3. Associação Comercial do Porto, Câmaras Municipais do Norte, Governantes, Deputados, Políticos: tragam o assunto para a praça pública. Discutam-no. Façam dele uma prioridade. Coloquem-no na lista das vossas prioridades quando realizem intervenções. É necessário agir de acordo com os vossos poderes, seja de debate, manipulação (no bom sentido :-) ) da opinião pública, execução dos projectos, pressões aos ministérios responsáveis. Se não o fizerem, são responsáveis a diferentes níveis por uma enorme injustiça, e de cada vez que ouvir falar de "interioridade" e da necessidade de um desenvolvimento mais equitativo, vou saber que não passam de palavras ocas, porque falta uma componente crucial para diminuir as distâncias que estão na origem da desertificação.

4. Restantes leitores: Estejam atentos a este assunto e ajudem a dinamizá-lo: na rua, no café, no círculo de amigos, nas tertúlias.
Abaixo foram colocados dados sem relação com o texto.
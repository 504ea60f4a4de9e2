//! Layout engine implementations
//!
//! Each engine implements [`LayoutAlgorithm`](crate::core::LayoutAlgorithm).

mod force;

pub use force::*;
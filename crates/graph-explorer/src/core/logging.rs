//! Logging setup for graph-explorer
//!
//! The library only emits `tracing` events; installing a subscriber is left
//! to the host. [`init_logging`] is the convenience the CLI and the wasm
//! bindings use.
//!
//! What gets logged:
//!
//! - `trace`: every store mutation on entry
//! - `debug`: mutation results with the new node/arc counts, rejected
//!   mutations, per-pass layout details
//! - `info`: one span per layout pass (`force_layout`) and its summary
//!
//! Level and format resolve in this order: explicit argument, then
//! `GRAPH_EXPLORER_LOG_LEVEL` / `GRAPH_EXPLORER_LOG_FORMAT`, then `RUST_LOG`
//! for the level, then `info` and `compact`.
//!
//! ```bash
//! # Trace the layout engine only
//! RUST_LOG="info,graph_explorer::layout=trace" graph-explorer layout -i graph.json
//! ```
//!
//! On `wasm32` the events go to the browser console through `tracing-wasm`
//! and the format argument is ignored.

use std::str::FromStr;

#[cfg(not(target_arch = "wasm32"))]
use tracing_subscriber::{
    fmt::{self, format::FmtSpan},
    layer::SubscriberExt,
    util::SubscriberInitExt,
    EnvFilter, Registry,
};

/// Environment variable overriding the log level
pub const LOG_LEVEL_ENV: &str = "GRAPH_EXPLORER_LOG_LEVEL";
/// Environment variable overriding the log format
pub const LOG_FORMAT_ENV: &str = "GRAPH_EXPLORER_LOG_FORMAT";

/// Log format options
#[derive(Debug, Clone, Copy, PartialEq, Eq, Default)]
pub enum LogFormat {
    /// Single-line output
    #[default]
    Compact,
    /// Multi-line output with source locations
    Pretty,
    /// One JSON object per event
    Json,
}

impl FromStr for LogFormat {
    type Err = String;

    fn from_str(s: &str) -> Result<Self, Self::Err> {
        match s.to_lowercase().as_str() {
            "compact" => Ok(LogFormat::Compact),
            "pretty" => Ok(LogFormat::Pretty),
            "json" => Ok(LogFormat::Json),
            _ => Err(format!("Unknown log format: {}", s)),
        }
    }
}

impl LogFormat {
    /// Get all valid format names
    pub fn variants() -> &'static [&'static str] {
        &["compact", "pretty", "json"]
    }
}

/// Pick the level directive from argument, environment, or default
pub fn resolve_level(level: Option<&str>) -> String {
    level
        .map(str::to_string)
        .or_else(|| std::env::var(LOG_LEVEL_ENV).ok())
        .or_else(|| std::env::var("RUST_LOG").ok())
        .unwrap_or_else(|| "info".to_string())
}

/// Pick the output format from argument, environment, or default
pub fn resolve_format(format: Option<&str>) -> Result<LogFormat, String> {
    match format
        .map(str::to_string)
        .or_else(|| std::env::var(LOG_FORMAT_ENV).ok())
    {
        Some(name) => LogFormat::from_str(&name),
        None => Ok(LogFormat::default()),
    }
}

/// Install a global tracing subscriber.
///
/// Fails if the format is unknown or a global subscriber is already set.
/// Unparseable level directives fall back to `info`.
pub fn init_logging(
    level: Option<&str>,
    format: Option<&str>,
) -> Result<(), Box<dyn std::error::Error>> {
    #[cfg(target_arch = "wasm32")]
    {
        let _ = (level, format);
        tracing_wasm::set_as_global_default_with_config(
            tracing_wasm::WASMLayerConfig::default(),
        );
        Ok(())
    }

    #[cfg(not(target_arch = "wasm32"))]
    {
        let directive = resolve_level(level);
        let format = resolve_format(format).map_err(|e| format!("Invalid log format: {}", e))?;

        let filter = if directive == "off" {
            EnvFilter::new("off")
        } else {
            EnvFilter::try_new(&directive).unwrap_or_else(|_| EnvFilter::new("info"))
        };

        let registry = Registry::default().with(filter);
        match format {
            LogFormat::Compact => registry
                .with(
                    fmt::Layer::default()
                        .with_target(false)
                        .with_span_events(FmtSpan::NONE)
                        .compact(),
                )
                .try_init()?,
            LogFormat::Pretty => registry
                .with(
                    fmt::Layer::default()
                        .with_file(true)
                        .with_line_number(true)
                        .with_span_events(FmtSpan::CLOSE)
                        .pretty(),
                )
                .try_init()?,
            LogFormat::Json => registry
                .with(
                    fmt::Layer::default()
                        .with_span_events(FmtSpan::CLOSE)
                        .json(),
                )
                .try_init()?,
        }

        Ok(())
    }
}

/// Initialize logging with default settings (info level, compact format)
pub fn init_default_logging() -> Result<(), Box<dyn std::error::Error>> {
    init_logging(None, None)
}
Abracem esta questão como imperativa para um melhor desenvolvimento sustentável do país.

O problema da ferrovia em Portugal não é económico, nem social, ou técnico: é nem sequer existir. Os políticos não o têm nas suas prioridades, muitas pessoas não vêem as vantagens pelo facto de as linhas não chegarem até elas, os ambientalistas não vêem na ferrovia um contributo importante para o ambiente, os estrategas nacionais não vêem uma possibilidade de diminuir a dependência do petróleo, a opinião pública não circula em qualquer linha, a União Europeia financia alta-velocidade mas não a dissocia da linha férrea convencional.

É preciso resolver este problema. Porque ele não existe.